Imagine for a moment that a researcher at a typical European or North American university was being threatened to halt his studies of, say, a new metal alloy for airplanes or a treatment for malaria. Is it likely that the university's leadership would respond by telling the researcher to abandon the work?

Of course not. Yet that's exactly what happened this spring at two German universities, where research into gene-spliced, or genetically modified (GM), plants has been halted following intimidation by antitechnology, anticapitalism activists.

In April, the rector and external advisory board of Nürtingen-Geislingen University in Baden-Württemberg "urgently recommended" that a faculty member terminate his field trials -- which had begun in 1996 -- on insect- and fungus-resistant GM corn. "We have always been very critical of this kind of research," said economist Werner Ziegler, the university's rector. "Lately things got out of control. There were email attacks, vandalism, intimidation and personal threats."
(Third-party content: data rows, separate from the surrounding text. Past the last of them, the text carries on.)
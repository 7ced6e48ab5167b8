//! Interactive 2D viewer driving the simulation frame loop.
//!
//! macroquad owns the window and the frame scheduler; this module reads the
//! pointer and keyboard once per frame, advances the scenario, and draws
//! through the [`Surface`] contract. The keyboard stands in for the original
//! parameter sliders:
//! - Up / Down    adjust gravity strength
//! - Left / Right adjust the base mass for future respawns

use macroquad::prelude::*;

use crate::simulation::params::{Bounds, FieldInputs};
use crate::simulation::scenario::Scenario;
use crate::simulation::states::{NVec2, Rgb};
use crate::simulation::surface::Surface;

const STRENGTH_STEP: f64 = 1.0;
const STRENGTH_MIN: f64 = 1.0;
const STRENGTH_MAX: f64 = 500.0;
const BASE_MASS_STEP: f64 = 0.05;
const BASE_MASS_MIN: f64 = 0.3;
const BASE_MASS_MAX: f64 = 20.0;

/// [`Surface`] implementation over the macroquad canvas. macroquad keeps the
/// previous frame when nothing clears it, so the translucent fade fill
/// produces the surface-level smear on top of the per-particle trails.
struct MacroquadSurface;

impl Surface for MacroquadSurface {
    fn fade(&mut self, alpha: f32) {
        draw_rectangle(
            0.0,
            0.0,
            screen_width(),
            screen_height(),
            Color::new(0.0, 0.0, 0.0, alpha),
        );
    }

    fn fill_circle(&mut self, center: NVec2, radius: f64, color: Rgb, alpha: f32) {
        let c = Color::new(
            color.r as f32 / 255.0,
            color.g as f32 / 255.0,
            color.b as f32 / 255.0,
            alpha,
        );
        draw_circle(center.x as f32, center.y as f32, radius as f32, c);
    }
}

pub async fn run_2d(mut scenario: Scenario) {
    println!(
        "run_2d: starting viewer with {} particles",
        scenario.field.particles.len()
    );

    request_new_screen_size(
        scenario.bounds.width as f32,
        scenario.bounds.height as f32,
    );

    // Live-adjustable parameters, seeded from the scenario config.
    let mut strength = scenario.parameters.gravity_strength;
    let mut base_mass = scenario.parameters.base_mass;

    // The pointer only becomes a force source once it has actually moved;
    // until then macroquad reports (0, 0) with no pointer present.
    let mut last_mouse = mouse_position();
    let mut pointer_armed = false;

    clear_background(BLACK);

    loop {
        if is_key_down(KeyCode::Up) {
            strength = (strength + STRENGTH_STEP).min(STRENGTH_MAX);
        }
        if is_key_down(KeyCode::Down) {
            strength = (strength - STRENGTH_STEP).max(STRENGTH_MIN);
        }
        if is_key_down(KeyCode::Right) {
            base_mass = (base_mass + BASE_MASS_STEP).min(BASE_MASS_MAX);
        }
        if is_key_down(KeyCode::Left) {
            base_mass = (base_mass - BASE_MASS_STEP).max(BASE_MASS_MIN);
        }

        let mouse = mouse_position();
        if mouse != last_mouse {
            pointer_armed = true;
            last_mouse = mouse;
        }
        let pointer = pointer_position(mouse, pointer_armed, &scenario.bounds);

        let inputs = FieldInputs {
            pointer,
            strength,
            base_mass,
        };
        scenario.advance(&inputs);

        let mut surface = MacroquadSurface;
        surface.fade(scenario.parameters.fade_alpha);
        scenario.field.draw(&mut surface);

        draw_text(
            &format!("avg distance: {:.2}", scenario.field.average_distance()),
            12.0,
            24.0,
            20.0,
            WHITE,
        );
        draw_text(
            &format!("strength: {:.0}   base mass: {:.2}", strength, base_mass),
            12.0,
            44.0,
            20.0,
            WHITE,
        );

        next_frame().await;
    }
}

/// The pointer counts as active while it is armed and inside the canvas;
/// leaving the window is the "no force source" state.
fn pointer_position(mouse: (f32, f32), armed: bool, bounds: &Bounds) -> Option<NVec2> {
    let (mx, my) = (mouse.0 as f64, mouse.1 as f64);
    let inside = mx >= 0.0 && mx <= bounds.width && my >= 0.0 && my <= bounds.height;
    (armed && inside).then(|| NVec2::new(mx, my))
}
Also in April, the Justus Liebig University in Giessen, Hesse, announced that it was dropping plans for two small field trials of insect-resistant GM corn after protests by activists and local politicians. Both trials had been approved by the national consumer protection and food safety agency and were to be conducted on behalf of the national authority for agriculture variety and seed affairs.

"I am not happy at all with this decision," said Stefan Hormuth, the university president. "Unfortunately, we were no longer able to deal with the massive opposition from politicians and the general public. The university has a reputation in the region that we cannot risk losing."

Let's get this straight: German universities maintain their reputations by curtailing the academic freedom of their faculty and students in response to external demands and threats?

Gene-splicing has already yielded a panoply of useful agricultural products. These include grains and fruits that are disease- and drought-resistant, can grow with fewer chemicals, produce higher yields, and are more nutritious and environmentally friendly. Yet rather than welcoming the farming revolution that this technology could spark during the next decade, many countries have treated GM technology shabbily.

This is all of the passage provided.